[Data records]
++++++++
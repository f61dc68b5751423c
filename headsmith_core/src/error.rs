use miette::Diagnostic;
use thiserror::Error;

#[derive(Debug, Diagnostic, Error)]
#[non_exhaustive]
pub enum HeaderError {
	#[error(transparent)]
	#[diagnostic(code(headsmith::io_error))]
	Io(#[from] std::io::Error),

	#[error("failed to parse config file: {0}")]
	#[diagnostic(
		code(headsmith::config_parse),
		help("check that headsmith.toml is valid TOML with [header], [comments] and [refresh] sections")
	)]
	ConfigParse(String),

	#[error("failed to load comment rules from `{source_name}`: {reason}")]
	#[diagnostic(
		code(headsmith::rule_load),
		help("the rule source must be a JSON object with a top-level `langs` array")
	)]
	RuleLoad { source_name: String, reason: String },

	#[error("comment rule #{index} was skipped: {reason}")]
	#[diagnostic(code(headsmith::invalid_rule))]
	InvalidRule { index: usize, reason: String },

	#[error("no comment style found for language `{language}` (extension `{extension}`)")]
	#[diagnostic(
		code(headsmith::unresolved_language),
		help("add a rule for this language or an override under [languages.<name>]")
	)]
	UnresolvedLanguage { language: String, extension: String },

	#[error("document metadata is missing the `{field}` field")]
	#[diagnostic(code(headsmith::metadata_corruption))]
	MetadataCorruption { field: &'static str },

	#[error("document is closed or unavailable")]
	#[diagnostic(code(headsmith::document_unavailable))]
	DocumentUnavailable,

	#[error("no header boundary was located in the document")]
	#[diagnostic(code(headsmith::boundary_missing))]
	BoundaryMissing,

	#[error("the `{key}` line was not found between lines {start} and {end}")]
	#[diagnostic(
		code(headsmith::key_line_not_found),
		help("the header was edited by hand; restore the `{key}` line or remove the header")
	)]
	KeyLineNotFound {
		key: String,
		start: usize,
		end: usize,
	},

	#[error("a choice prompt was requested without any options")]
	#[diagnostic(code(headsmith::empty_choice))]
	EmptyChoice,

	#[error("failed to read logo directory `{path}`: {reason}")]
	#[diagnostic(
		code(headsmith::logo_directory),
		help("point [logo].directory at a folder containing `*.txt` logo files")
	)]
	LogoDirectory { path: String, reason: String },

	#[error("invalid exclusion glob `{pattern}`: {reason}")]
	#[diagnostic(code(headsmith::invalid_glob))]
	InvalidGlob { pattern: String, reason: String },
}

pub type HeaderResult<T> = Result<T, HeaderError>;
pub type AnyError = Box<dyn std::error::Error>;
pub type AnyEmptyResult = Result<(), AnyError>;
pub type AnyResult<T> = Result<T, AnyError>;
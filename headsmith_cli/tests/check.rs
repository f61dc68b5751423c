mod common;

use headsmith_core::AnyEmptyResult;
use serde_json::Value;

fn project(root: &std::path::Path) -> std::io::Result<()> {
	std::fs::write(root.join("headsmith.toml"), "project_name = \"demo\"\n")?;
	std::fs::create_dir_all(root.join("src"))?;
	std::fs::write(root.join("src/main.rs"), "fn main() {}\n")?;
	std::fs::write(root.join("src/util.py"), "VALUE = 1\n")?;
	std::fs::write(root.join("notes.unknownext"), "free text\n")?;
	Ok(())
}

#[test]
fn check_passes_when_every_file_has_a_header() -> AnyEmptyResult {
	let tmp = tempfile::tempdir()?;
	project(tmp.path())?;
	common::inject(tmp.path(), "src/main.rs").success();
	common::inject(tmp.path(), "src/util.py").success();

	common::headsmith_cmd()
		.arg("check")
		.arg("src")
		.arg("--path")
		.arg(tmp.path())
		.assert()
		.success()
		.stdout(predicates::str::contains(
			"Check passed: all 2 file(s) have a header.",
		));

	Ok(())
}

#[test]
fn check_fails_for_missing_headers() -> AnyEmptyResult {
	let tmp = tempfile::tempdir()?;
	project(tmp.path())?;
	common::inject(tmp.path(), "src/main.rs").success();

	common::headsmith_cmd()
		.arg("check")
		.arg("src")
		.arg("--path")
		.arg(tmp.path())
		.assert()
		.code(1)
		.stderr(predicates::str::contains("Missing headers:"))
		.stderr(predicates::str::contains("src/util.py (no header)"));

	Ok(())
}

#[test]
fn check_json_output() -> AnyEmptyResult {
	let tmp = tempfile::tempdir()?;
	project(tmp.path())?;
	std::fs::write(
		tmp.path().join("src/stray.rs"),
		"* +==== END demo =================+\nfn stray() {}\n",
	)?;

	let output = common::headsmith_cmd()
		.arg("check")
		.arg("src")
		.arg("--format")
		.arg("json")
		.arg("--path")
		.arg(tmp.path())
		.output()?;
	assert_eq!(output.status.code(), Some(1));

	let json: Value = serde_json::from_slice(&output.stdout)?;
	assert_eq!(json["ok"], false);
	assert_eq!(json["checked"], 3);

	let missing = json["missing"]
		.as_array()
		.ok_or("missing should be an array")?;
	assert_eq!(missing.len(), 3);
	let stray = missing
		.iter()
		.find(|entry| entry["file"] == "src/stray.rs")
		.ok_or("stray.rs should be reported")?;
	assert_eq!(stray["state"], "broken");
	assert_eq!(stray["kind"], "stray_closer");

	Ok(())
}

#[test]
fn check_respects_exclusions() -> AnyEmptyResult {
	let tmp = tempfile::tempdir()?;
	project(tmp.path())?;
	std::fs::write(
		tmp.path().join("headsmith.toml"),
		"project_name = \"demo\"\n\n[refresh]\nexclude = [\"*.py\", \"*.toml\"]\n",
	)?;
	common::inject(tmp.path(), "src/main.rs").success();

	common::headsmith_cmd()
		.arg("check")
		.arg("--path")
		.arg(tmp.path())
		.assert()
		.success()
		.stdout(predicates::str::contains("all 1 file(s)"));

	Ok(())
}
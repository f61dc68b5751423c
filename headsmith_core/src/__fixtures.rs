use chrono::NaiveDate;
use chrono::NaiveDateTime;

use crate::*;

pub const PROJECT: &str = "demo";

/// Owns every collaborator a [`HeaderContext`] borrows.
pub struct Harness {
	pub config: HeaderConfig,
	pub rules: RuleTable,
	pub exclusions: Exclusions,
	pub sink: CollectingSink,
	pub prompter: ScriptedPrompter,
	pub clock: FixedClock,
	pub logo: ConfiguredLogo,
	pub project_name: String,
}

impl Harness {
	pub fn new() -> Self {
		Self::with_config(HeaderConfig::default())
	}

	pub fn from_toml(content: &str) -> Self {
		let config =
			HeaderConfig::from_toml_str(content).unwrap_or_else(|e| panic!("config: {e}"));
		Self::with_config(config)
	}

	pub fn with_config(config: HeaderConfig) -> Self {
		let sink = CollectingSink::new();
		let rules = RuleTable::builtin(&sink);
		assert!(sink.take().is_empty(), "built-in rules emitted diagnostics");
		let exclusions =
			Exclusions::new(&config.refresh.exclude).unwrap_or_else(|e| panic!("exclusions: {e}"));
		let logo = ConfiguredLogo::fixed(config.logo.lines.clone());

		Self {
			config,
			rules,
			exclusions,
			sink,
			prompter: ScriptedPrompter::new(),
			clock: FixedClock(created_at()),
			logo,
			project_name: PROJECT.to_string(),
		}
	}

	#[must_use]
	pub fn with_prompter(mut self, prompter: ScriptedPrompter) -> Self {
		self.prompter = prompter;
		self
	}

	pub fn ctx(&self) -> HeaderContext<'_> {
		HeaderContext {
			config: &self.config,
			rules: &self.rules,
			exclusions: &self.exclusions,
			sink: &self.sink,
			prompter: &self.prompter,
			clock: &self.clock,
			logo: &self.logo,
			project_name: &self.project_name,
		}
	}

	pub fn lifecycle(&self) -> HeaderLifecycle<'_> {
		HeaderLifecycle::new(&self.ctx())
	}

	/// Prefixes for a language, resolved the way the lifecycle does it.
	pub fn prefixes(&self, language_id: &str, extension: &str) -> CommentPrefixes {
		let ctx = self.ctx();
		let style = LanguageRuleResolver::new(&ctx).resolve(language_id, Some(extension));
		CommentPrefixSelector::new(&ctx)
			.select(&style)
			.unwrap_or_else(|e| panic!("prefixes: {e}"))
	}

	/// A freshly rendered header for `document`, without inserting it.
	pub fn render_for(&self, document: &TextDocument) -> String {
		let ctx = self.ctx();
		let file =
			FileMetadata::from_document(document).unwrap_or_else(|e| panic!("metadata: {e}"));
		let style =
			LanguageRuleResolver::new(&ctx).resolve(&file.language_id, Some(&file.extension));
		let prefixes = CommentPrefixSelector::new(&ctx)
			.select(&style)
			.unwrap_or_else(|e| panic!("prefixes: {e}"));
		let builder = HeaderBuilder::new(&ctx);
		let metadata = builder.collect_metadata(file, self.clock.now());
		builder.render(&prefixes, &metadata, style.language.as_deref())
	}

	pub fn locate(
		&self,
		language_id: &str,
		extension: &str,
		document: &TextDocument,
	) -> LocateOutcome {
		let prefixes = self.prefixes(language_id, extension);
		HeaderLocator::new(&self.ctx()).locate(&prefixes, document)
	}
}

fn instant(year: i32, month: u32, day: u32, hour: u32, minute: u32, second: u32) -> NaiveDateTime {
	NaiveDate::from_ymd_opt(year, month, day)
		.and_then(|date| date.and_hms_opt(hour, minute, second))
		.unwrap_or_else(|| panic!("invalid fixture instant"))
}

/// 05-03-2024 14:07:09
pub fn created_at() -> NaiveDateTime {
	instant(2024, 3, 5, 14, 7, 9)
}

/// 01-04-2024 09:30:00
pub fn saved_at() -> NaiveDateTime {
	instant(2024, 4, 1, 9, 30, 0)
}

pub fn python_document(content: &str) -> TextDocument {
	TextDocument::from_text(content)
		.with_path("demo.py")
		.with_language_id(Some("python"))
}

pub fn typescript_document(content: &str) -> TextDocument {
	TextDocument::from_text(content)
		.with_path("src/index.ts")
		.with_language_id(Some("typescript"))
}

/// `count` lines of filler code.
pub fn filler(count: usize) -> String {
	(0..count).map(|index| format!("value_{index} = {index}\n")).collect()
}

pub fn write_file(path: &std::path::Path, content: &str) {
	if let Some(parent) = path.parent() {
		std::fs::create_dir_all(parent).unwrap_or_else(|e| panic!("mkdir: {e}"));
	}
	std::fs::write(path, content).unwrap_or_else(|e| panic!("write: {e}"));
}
++++++++
# ASSIGNED TASK
Among the records above, repeat exactly the line with "fn check_passes_when_every_file_has_a_header() ->", the line with "fn check_json_output() ->", and every line in between, and only those.

# ANSWER SPACE
fn check_passes_when_every_file_has_a_header() -> AnyEmptyResult {
	let tmp = tempfile::tempdir()?;
	project(tmp.path())?;
	common::inject(tmp.path(), "src/main.rs").success();
	common::inject(tmp.path(), "src/util.py").success();

	common::headsmith_cmd()
		.arg("check")
		.arg("src")
		.arg("--path")
		.arg(tmp.path())
		.assert()
		.success()
		.stdout(predicates::str::contains(
			"Check passed: all 2 file(s) have a header.",
		));

	Ok(())
}

#[test]
fn check_fails_for_missing_headers() -> AnyEmptyResult {
	let tmp = tempfile::tempdir()?;
	project(tmp.path())?;
	common::inject(tmp.path(), "src/main.rs").success();

	common::headsmith_cmd()
		.arg("check")
		.arg("src")
		.arg("--path")
		.arg(tmp.path())
		.assert()
		.code(1)
		.stderr(predicates::str::contains("Missing headers:"))
		.stderr(predicates::str::contains("src/util.py (no header)"));

	Ok(())
}

#[test]
fn check_json_output() -> AnyEmptyResult {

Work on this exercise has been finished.